Collected data entries:
▼

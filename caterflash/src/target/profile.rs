//! Device profiles for boards running the Caterina bootloader.
//!
//! A profile bundles everything a session needs to know about the target:
//! how much flash the application may use, the page size the bootloader
//! writes in, the serial baud rate and the USB IDs the bootloader enumerates
//! with.

use crate::device::UsbId;
use crate::error::{Error, Result};
use crate::protocol::avr109::DEFAULT_BAUD;
use std::fmt;

/// Page size used by ATmega32U4/16U4 flash.
pub const DEFAULT_PAGE_SIZE: usize = 128;

/// Largest page the 16-bit block size field can describe.
pub const MAX_PAGE_SIZE: usize = 0xFFFF;

/// Largest flash the 16-bit word address can reach.
pub const MAX_FLASH_SIZE: usize = 0x1_0000 * 2;

/// USB IDs the Caterina bootloader enumerates with on 32U4 boards.
const ATMEGA32U4_BOOTLOADER_IDS: &[UsbId] = &[
    UsbId::new(0x2341, 0x0036), // Arduino Leonardo
    UsbId::new(0x2341, 0x0037), // Arduino Micro
    UsbId::new(0x2A03, 0x0036), // Arduino Leonardo (arduino.org)
    UsbId::new(0x1B4F, 0x9205), // SparkFun Pro Micro 5V
    UsbId::new(0x1B4F, 0x9203), // SparkFun Pro Micro 3.3V
];

/// Target device parameters.
#[derive(Debug, Clone, PartialEq, Eq)]
pub struct DeviceProfile {
    /// Display name.
    pub name: String,
    /// Flash bytes available to the application (below the bootloader).
    pub flash_size: usize,
    /// Flash page size in bytes.
    pub page_size: usize,
    /// Serial baud rate of the bootloader.
    pub baud_rate: u32,
    /// USB IDs of the board while in bootloader mode.
    pub bootloader_ids: Vec<UsbId>,
}

impl DeviceProfile {
    /// ATmega32U4: 32 KiB flash with a 4 KiB Caterina bootloader on top.
    pub fn atmega32u4() -> Self {
        Self {
            name: "ATmega32U4".to_string(),
            flash_size: 28 * 1024,
            page_size: DEFAULT_PAGE_SIZE,
            baud_rate: DEFAULT_BAUD,
            bootloader_ids: ATMEGA32U4_BOOTLOADER_IDS.to_vec(),
        }
    }

    /// ATmega16U4: 16 KiB flash with a 4 KiB Caterina bootloader on top.
    pub fn atmega16u4() -> Self {
        Self {
            name: "ATmega16U4".to_string(),
            flash_size: 12 * 1024,
            page_size: DEFAULT_PAGE_SIZE,
            baud_rate: DEFAULT_BAUD,
            bootloader_ids: Vec::new(),
        }
    }

    /// All built-in profiles.
    pub fn builtin() -> Vec<Self> {
        vec![Self::atmega32u4(), Self::atmega16u4()]
    }

    /// Look up a built-in profile by MCU or board name.
    pub fn from_name(name: &str) -> Option<Self> {
        match name.to_lowercase().as_str() {
            "atmega32u4" | "m32u4" | "32u4" | "leonardo" | "micro" | "promicro"
            | "pro-micro" => Some(Self::atmega32u4()),
            "atmega16u4" | "m16u4" | "16u4" => Some(Self::atmega16u4()),
            _ => None,
        }
    }

    /// Profile for a device not in the built-in table.
    pub fn custom(name: impl Into<String>, flash_size: usize, page_size: usize) -> Self {
        Self {
            name: name.into(),
            flash_size,
            page_size,
            baud_rate: DEFAULT_BAUD,
            bootloader_ids: Vec::new(),
        }
    }

    /// Set the page size.
    #[must_use]
    pub fn with_page_size(mut self, page_size: usize) -> Self {
        self.page_size = page_size;
        self
    }

    /// Set the baud rate.
    #[must_use]
    pub fn with_baud(mut self, baud_rate: u32) -> Self {
        self.baud_rate = baud_rate;
        self
    }

    /// Set the bootloader USB IDs.
    #[must_use]
    pub fn with_bootloader_ids(mut self, ids: Vec<UsbId>) -> Self {
        self.bootloader_ids = ids;
        self
    }

    /// Check that the profile can be driven over AVR109.
    pub fn validate(&self) -> Result<()> {
        validate_page_size(self.page_size)?;
        if self.flash_size == 0 {
            return Err(Error::Config(format!(
                "{}: flash size must be non-zero",
                self.name
            )));
        }
        if self.flash_size > MAX_FLASH_SIZE {
            return Err(Error::Config(format!(
                "{}: flash size of {} bytes exceeds the 16-bit word address range",
                self.name, self.flash_size
            )));
        }
        if self.baud_rate == 0 {
            return Err(Error::Config(format!("{}: baud rate must be non-zero", self.name)));
        }
        Ok(())
    }

    /// Whether `vid:pid` is one of this profile's bootloader IDs.
    pub fn matches_usb(&self, vid: u16, pid: u16) -> bool {
        self.bootloader_ids.contains(&UsbId::new(vid, pid))
    }
}

impl Default for DeviceProfile {
    fn default() -> Self {
        Self::atmega32u4()
    }
}

impl fmt::Display for DeviceProfile {
    fn fmt(&self, f: &mut fmt::Formatter<'_>) -> fmt::Result {
        write!(
            f,
            "{} ({} bytes, {}-byte pages, {} baud)",
            self.name, self.flash_size, self.page_size, self.baud_rate
        )
    }
}

/// Page sizes must be an even number of bytes that fits the block size field.
pub fn validate_page_size(page_size: usize) -> Result<()> {
    if !(2..=MAX_PAGE_SIZE).contains(&page_size) || page_size % 2 != 0 {
        return Err(Error::Config(format!(
            "page size must be even and between 2 and {MAX_PAGE_SIZE}, got {page_size}"
        )));
    }
    Ok(())
}

#[cfg(test)]
mod tests {
    use super::*;

    #[test]
    fn test_builtin_profiles() {
        let profile = DeviceProfile::atmega32u4();
        assert_eq!(profile.flash_size, 28672);
        assert_eq!(profile.page_size, 128);
        assert_eq!(profile.baud_rate, 57600);
        assert!(profile.validate().is_ok());

        let profile = DeviceProfile::atmega16u4();
        assert_eq!(profile.flash_size, 12288);
        assert!(profile.validate().is_ok());

        assert_eq!(DeviceProfile::builtin().len(), 2);
        assert_eq!(DeviceProfile::default(), DeviceProfile::atmega32u4());
    }

    #[test]
    fn test_from_name() {
        assert_eq!(
            DeviceProfile::from_name("ATmega32U4"),
            Some(DeviceProfile::atmega32u4())
        );
        assert_eq!(
            DeviceProfile::from_name("leonardo"),
            Some(DeviceProfile::atmega32u4())
        );
        assert_eq!(
            DeviceProfile::from_name("16u4"),
            Some(DeviceProfile::atmega16u4())
        );
        assert_eq!(DeviceProfile::from_name("atmega328p"), None);
    }

    #[test]
    fn test_bootloader_ids() {
        let profile = DeviceProfile::atmega32u4();
        assert!(profile.matches_usb(0x2341, 0x0036));
        assert!(profile.matches_usb(0x1B4F, 0x9205));
        // Leonardo in application mode
        assert!(!profile.matches_usb(0x2341, 0x8036));
    }

    #[test]
    fn test_custom_profile() {
        let profile = DeviceProfile::custom("board", 4096, 64).with_baud(115_200);
        assert_eq!(profile.page_size, 64);
        assert_eq!(profile.baud_rate, 115_200);
        assert!(profile.bootloader_ids.is_empty());
        assert!(profile.validate().is_ok());
    }

    #[test]
    fn test_validate_rejects_bad_profiles() {
        for page_size in [0, 1, 3, 127, 0x1_0000] {
            let profile = DeviceProfile::atmega32u4().with_page_size(page_size);
            assert!(
                matches!(profile.validate(), Err(Error::Config(_))),
                "page size {page_size}"
            );
        }
        assert!(DeviceProfile::custom("x", 0, 128).validate().is_err());
        assert!(DeviceProfile::custom("x", MAX_FLASH_SIZE + 2, 128).validate().is_err());
        assert!(DeviceProfile::custom("x", MAX_FLASH_SIZE, 128).validate().is_ok());
    }

    #[test]
    fn test_display() {
        assert_eq!(
            DeviceProfile::atmega32u4().to_string(),
            "ATmega32U4 (28672 bytes, 128-byte pages, 57600 baud)"
        );
    }
}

▲

* **ASSIGNMENT**:
Lines containing the word "address" are to be pulled from the records and copied.

* **SOLUTION FOR THIS PROBLEM**:
/// Largest flash the 16-bit word address can reach.
                "{}: flash size of {} bytes exceeds the 16-bit word address range",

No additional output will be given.